Stored data entries
//! Runs `GoogleHome` against a tiny in-process assistant that answers every
//! query with an echo, asking for one follow up the first time.

use std::sync::atomic::{AtomicBool, Ordering};
use std::time::Duration;

use async_trait::async_trait;
use google_home::types::{AssistantError, ConversationConfig, ConversationEvent};
use google_home::{Assistant, Conversation, GoogleHome, HomeConfig, ReadyRx, ReadyTx};
use tracing_subscriber::fmt::time::ChronoLocal;

struct EchoAssistant {
    ready_tx: ReadyTx,
    asked_follow_up: AtomicBool,
}

#[async_trait]
impl Assistant for EchoAssistant {
    fn ready_events(&self) -> ReadyRx {
        self.ready_tx.subscribe()
    }

    async fn start(&self, config: Option<ConversationConfig>) -> Result<Conversation, AssistantError> {
        let reply = match config.as_ref().and_then(|c| c.text_query()) {
            Some(text) => format!("You said: {}", text),
            None => "Following up.".to_string(),
        };
        let follow_up = !self.asked_follow_up.swap(true, Ordering::SeqCst);

        Ok(Conversation::from_events(vec![
            ConversationEvent::Response(reply),
            ConversationEvent::ended(None, follow_up),
        ]))
    }
}

#[tokio::main]
async fn main() -> anyhow::Result<()> {
    dotenvy::dotenv_override().ok();
    tracing_subscriber::fmt()
        .with_max_level(tracing::Level::DEBUG)
        .with_timer(ChronoLocal::rfc_3339())
        .init();

    let config = HomeConfig::from_env().unwrap_or_else(|e| {
        tracing::warn!("{}, using defaults", e);
        HomeConfig::builder()
            .with_timeout(Duration::from_secs(5))
            .with_log_on_ready(true)
            .build()
    });

    let home = GoogleHome::new(config, |auth| {
        tracing::info!("connecting with key file {:?}", auth.key_file_path());
        let (ready_tx, _) = tokio::sync::broadcast::channel(1);
        EchoAssistant {
            ready_tx,
            asked_follow_up: AtomicBool::new(false),
        }
    });

    let mut events = home.conversation_events();
    tokio::spawn(async move {
        while let Ok(event) = events.recv().await {
            let turn = event.turn();
            if let ConversationEvent::Response(text) = event.into_event() {
                println!("assistant ({}): {}", turn, text);
            }
        }
    });

    home.assistant().ready_tx.send(()).ok();
    home.on_init().await?;

    home.send_message("Hello!").await?;
    println!("{:?}", home.stats());
    Ok(())
}
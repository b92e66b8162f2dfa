//! Helpers for consuming the assistant's `audio-data` payloads downstream.

pub mod audio;
pub mod playback;
//! Async adapter over a voice assistant client.
//!
//! `GoogleHome` waits for the assistant to become ready (optionally with a
//! timeout) and turns each text query, including any follow ups the
//! assistant asks for, into a single awaitable call.

mod assistant;
mod conversation;
mod error;
mod home;

pub use google_home_types as types;
pub use assistant::{Assistant, ReadyRx, ReadyTx};
pub use conversation::{Conversation, ConversationInput, EventStream, InputRx, InputTx};
pub use error::{Error, Result};
pub use home::{ConfigError, EventRx, GoogleHome, HomeConfig, HomeConfigBuilder, ReadinessState, Stats, TurnEvent};

#[cfg(feature = "utils")]
pub use google_home_utils as utils;
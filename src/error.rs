use crate::types::AssistantError;

pub type Result<T, E = Error> = std::result::Result<T, E>;

#[derive(Debug, Clone, PartialEq, thiserror::Error)]
pub enum Error {
    /// The assistant did not report ready before the configured timeout.
    #[error("assistant was not ready before the initialization timeout")]
    InitializationTimeout,
    /// The assistant refused to start a conversation.
    #[error("failed to start conversation: {0}")]
    SessionStart(AssistantError),
    /// The conversation reported an error, either as an `error` event or on `ended`.
    #[error("conversation failed: {0}")]
    Conversation(AssistantError),
    #[error("assistant closed the conversation unexpectedly")]
    AssistantClosed,
}

impl Error {
    /// The assistant's own error, if this failure came from the assistant.
    pub fn assistant_error(&self) -> Option<&AssistantError> {
        match self {
            Error::SessionStart(err) | Error::Conversation(err) => Some(err),
            _ => None,
        }
    }
}
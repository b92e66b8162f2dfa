use ringbuf::traits::{Producer, Split};
use ringbuf::{HeapCons, HeapProd};
use rubato::{FastFixedIn, Resampler};

use crate::audio;

/// Feeds decoded `audio-data` payloads into a ring buffer for an audio device to drain.
pub struct PlaybackWriter {
    resampler: Option<FastFixedIn<f32>>,
    ratio: f64,
    chunk_size: usize,
    /// Input samples waiting for a full chunk. Always shorter than `chunk_size`.
    pending: Vec<f32>,
    producer: HeapProd<f32>,
}

impl PlaybackWriter {
    /// Decodes a LINEAR16 payload, resamples it and queues it.
    ///
    /// When resampling, only whole chunks go through the resampler; the tail
    /// waits for the next payload or for `flush`. Returns how many samples
    /// were queued. Samples that do not fit are dropped.
    pub fn push_linear16(&mut self, bytes: &[u8]) -> anyhow::Result<usize> {
        let samples = audio::decode_linear16(bytes);
        let Some(resampler) = self.resampler.as_mut() else {
            return Ok(self.queue(&samples));
        };

        self.pending.extend(samples);
        let whole = self.pending.len() - self.pending.len() % self.chunk_size;
        let mut out = Vec::with_capacity((whole as f64 * self.ratio).ceil() as usize);
        for chunk in self.pending[..whole].chunks_exact(self.chunk_size) {
            let mut frames = resampler.process(&[chunk], None)?;
            if let Some(channel) = frames.pop() {
                out.extend(channel);
            }
        }
        self.pending.drain(..whole);

        Ok(self.queue(&out))
    }

    /// Resamples and queues whatever is left over, ex: at the end of a turn.
    pub fn flush(&mut self) -> anyhow::Result<usize> {
        let Some(resampler) = self.resampler.as_mut() else {
            return Ok(0);
        };
        if self.pending.is_empty() {
            return Ok(0);
        }

        let expected = (self.pending.len() as f64 * self.ratio).round() as usize;
        let mut frames = resampler.process_partial(Some(&[self.pending.as_slice()]), None)?;
        self.pending.clear();

        // The resampler pads a partial chunk with silence; keep only the real part.
        let mut out = frames.pop().unwrap_or_default();
        out.truncate(expected);
        Ok(self.queue(&out))
    }

    fn queue(&mut self, samples: &[f32]) -> usize {
        let queued = self.producer.push_slice(samples);
        if queued < samples.len() {
            tracing::warn!("playback buffer full, dropped {} samples", samples.len() - queued);
        }
        queued
    }
}

/// Creates a writer/reader pair converting from `in_rate` (the assistant's output
/// rate) to `out_rate` (the device rate).
pub fn playback_channel(
    in_rate: f64,
    out_rate: f64,
    chunk_size: usize,
    capacity: usize,
) -> anyhow::Result<(PlaybackWriter, HeapCons<f32>)> {
    if chunk_size == 0 {
        anyhow::bail!("chunk_size must be greater than zero");
    }
    let resampler = if in_rate == out_rate {
        None
    } else {
        Some(audio::create_resampler(in_rate, out_rate, chunk_size)?)
    };
    let (producer, consumer) = audio::shared_buffer(capacity).split();

    Ok((
        PlaybackWriter {
            resampler,
            ratio: out_rate / in_rate,
            chunk_size,
            pending: Vec::with_capacity(chunk_size),
            producer,
        },
        consumer,
    ))
}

> Instructions for the task:
Retype the records, line for line.

> Answer space:
//! Runs `GoogleHome` against a tiny in-process assistant that answers every
//! query with an echo, asking for one follow up the first time.

use std::sync::atomic::{AtomicBool, Ordering};
use std::time::Duration;

use async_trait::async_trait;
use google_home::types::{AssistantError, ConversationConfig, ConversationEvent};
use google_home::{Assistant, Conversation, GoogleHome, HomeConfig, ReadyRx, ReadyTx};
use tracing_subscriber::fmt::time::ChronoLocal;

struct EchoAssistant {
    ready_tx: ReadyTx,
    asked_follow_up: AtomicBool,
}

#[async_trait]
impl Assistant for EchoAssistant {
    fn ready_events(&self) -> ReadyRx {
        self.ready_tx.subscribe()
    }

    async fn start(&self, config: Option<ConversationConfig>) -> Result<Conversation, AssistantError> {
        let reply = match config.as_ref().and_then(|c| c.text_query()) {
            Some(text) => format!("You said: {}", text),
            None => "Following up.".to_string(),
        };
        let follow_up = !self.asked_follow_up.swap(true, Ordering::SeqCst);

        Ok(Conversation::from_events(vec![
            ConversationEvent::Response(reply),
            ConversationEvent::ended(None, follow_up),
        ]))
    }
}

#[tokio::main]
async fn main() -> anyhow::Result<()> {
    dotenvy::dotenv_override().ok();
    tracing_subscriber::fmt()
        .with_max_level(tracing::Level::DEBUG)
        .with_timer(ChronoLocal::rfc_3339())
        .init();

    let config = HomeConfig::from_env().unwrap_or_else(|e| {
        tracing::warn!("{}, using defaults", e);
        HomeConfig::builder()
            .with_timeout(Duration::from_secs(5))
            .with_log_on_ready(true)
            .build()
    });

    let home = GoogleHome::new(config, |auth| {
        tracing::info!("connecting with key file {:?}", auth.key_file_path());
        let (ready_tx, _) = tokio::sync::broadcast::channel(1);
        EchoAssistant {
            ready_tx,
            asked_follow_up: AtomicBool::new(false),
        }
    });

    let mut events = home.conversation_events();
    tokio::spawn(async move {
        while let Ok(event) = events.recv().await {
            let turn = event.turn();
            if let ConversationEvent::Response(text) = event.into_event() {
                println!("assistant ({}): {}", turn, text);
            }
        }
    });

    home.assistant().ready_tx.send(()).ok();
    home.on_init().await?;

    home.send_message("Hello!").await?;
    println!("{:?}", home.stats());
    Ok(())
}
repository b92e66b8162f2dfa
//! Helpers for consuming the assistant's `audio-data` payloads downstream.

pub mod audio;
pub mod playback;
//! Async adapter over a voice assistant client.
//!
//! `GoogleHome` waits for the assistant to become ready (optionally with a
//! timeout) and turns each text query, including any follow ups the
//! assistant asks for, into a single awaitable call.

mod assistant;
mod conversation;
mod error;
mod home;

pub use google_home_types as types;
pub use assistant::{Assistant, ReadyRx, ReadyTx};
pub use conversation::{Conversation, ConversationInput, EventStream, InputRx, InputTx};
pub use error::{Error, Result};
pub use home::{ConfigError, EventRx, GoogleHome, HomeConfig, HomeConfigBuilder, ReadinessState, Stats, TurnEvent};

#[cfg(feature = "utils")]
pub use google_home_utils as utils;
filename src/error.rs
use crate::types::AssistantError;

pub type Result<T, E = Error> = std::result::Result<T, E>;

#[derive(Debug, Clone, PartialEq, thiserror::Error)]
pub enum Error {
    /// The assistant did not report ready before the configured timeout.
    #[error("assistant was not ready before the initialization timeout")]
    InitializationTimeout,
    /// The assistant refused to start a conversation.
    #[error("failed to start conversation: {0}")]
    SessionStart(AssistantError),
    /// The conversation reported an error, either as an `error` event or on `ended`.
    #[error("conversation failed: {0}")]
    Conversation(AssistantError),
    #[error("assistant closed the conversation unexpectedly")]
    AssistantClosed,
}

impl Error {
    /// The assistant's own error, if this failure came from the assistant.
    pub fn assistant_error(&self) -> Option<&AssistantError> {
        match self {
            Error::SessionStart(err) | Error::Conversation(err) => Some(err),
            _ => None,
        }
    }
}
repository b92e66b8162f2dfa
use ringbuf::traits::{Producer, Split};
use ringbuf::{HeapCons, HeapProd};
use rubato::{FastFixedIn, Resampler};

use crate::audio;

/// Feeds decoded `audio-data` payloads into a ring buffer for an audio device to drain.
pub struct PlaybackWriter {
    resampler: Option<FastFixedIn<f32>>,
    ratio: f64,
    chunk_size: usize,
    /// Input samples waiting for a full chunk. Always shorter than `chunk_size`.
    pending: Vec<f32>,
    producer: HeapProd<f32>,
}

impl PlaybackWriter {
    /// Decodes a LINEAR16 payload, resamples it and queues it.
    ///
    /// When resampling, only whole chunks go through the resampler; the tail
    /// waits for the next payload or for `flush`. Returns how many samples
    /// were queued. Samples that do not fit are dropped.
    pub fn push_linear16(&mut self, bytes: &[u8]) -> anyhow::Result<usize> {
        let samples = audio::decode_linear16(bytes);
        let Some(resampler) = self.resampler.as_mut() else {
            return Ok(self.queue(&samples));
        };

        self.pending.extend(samples);
        let whole = self.pending.len() - self.pending.len() % self.chunk_size;
        let mut out = Vec::with_capacity((whole as f64 * self.ratio).ceil() as usize);
        for chunk in self.pending[..whole].chunks_exact(self.chunk_size) {
            let mut frames = resampler.process(&[chunk], None)?;
            if let Some(channel) = frames.pop() {
                out.extend(channel);
            }
        }
        self.pending.drain(..whole);

        Ok(self.queue(&out))
    }

    /// Resamples and queues whatever is left over, ex: at the end of a turn.
    pub fn flush(&mut self) -> anyhow::Result<usize> {
        let Some(resampler) = self.resampler.as_mut() else {
            return Ok(0);
        };
        if self.pending.is_empty() {
            return Ok(0);
        }

        let expected = (self.pending.len() as f64 * self.ratio).round() as usize;
        let mut frames = resampler.process_partial(Some(&[self.pending.as_slice()]), None)?;
        self.pending.clear();

        // The resampler pads a partial chunk with silence; keep only the real part.
        let mut out = frames.pop().unwrap_or_default();
        out.truncate(expected);
        Ok(self.queue(&out))
    }

    fn queue(&mut self, samples: &[f32]) -> usize {
        let queued = self.producer.push_slice(samples);
        if queued < samples.len() {
            tracing::warn!("playback buffer full, dropped {} samples", samples.len() - queued);
        }
        queued
    }
}

/// Creates a writer/reader pair converting from `in_rate` (the assistant's output
/// rate) to `out_rate` (the device rate).
pub fn playback_channel(
    in_rate: f64,
    out_rate: f64,
    chunk_size: usize,
    capacity: usize,
) -> anyhow::Result<(PlaybackWriter, HeapCons<f32>)> {
    if chunk_size == 0 {
        anyhow::bail!("chunk_size must be greater than zero");
    }
    let resampler = if in_rate == out_rate {
        None
    } else {
        Some(audio::create_resampler(in_rate, out_rate, chunk_size)?)
    };
    let (producer, consumer) = audio::shared_buffer(capacity).split();

    Ok((
        PlaybackWriter {
            resampler,
            ratio: out_rate / in_rate,
            chunk_size,
            pending: Vec::with_capacity(chunk_size),
            producer,
        },
        consumer,
    ))
}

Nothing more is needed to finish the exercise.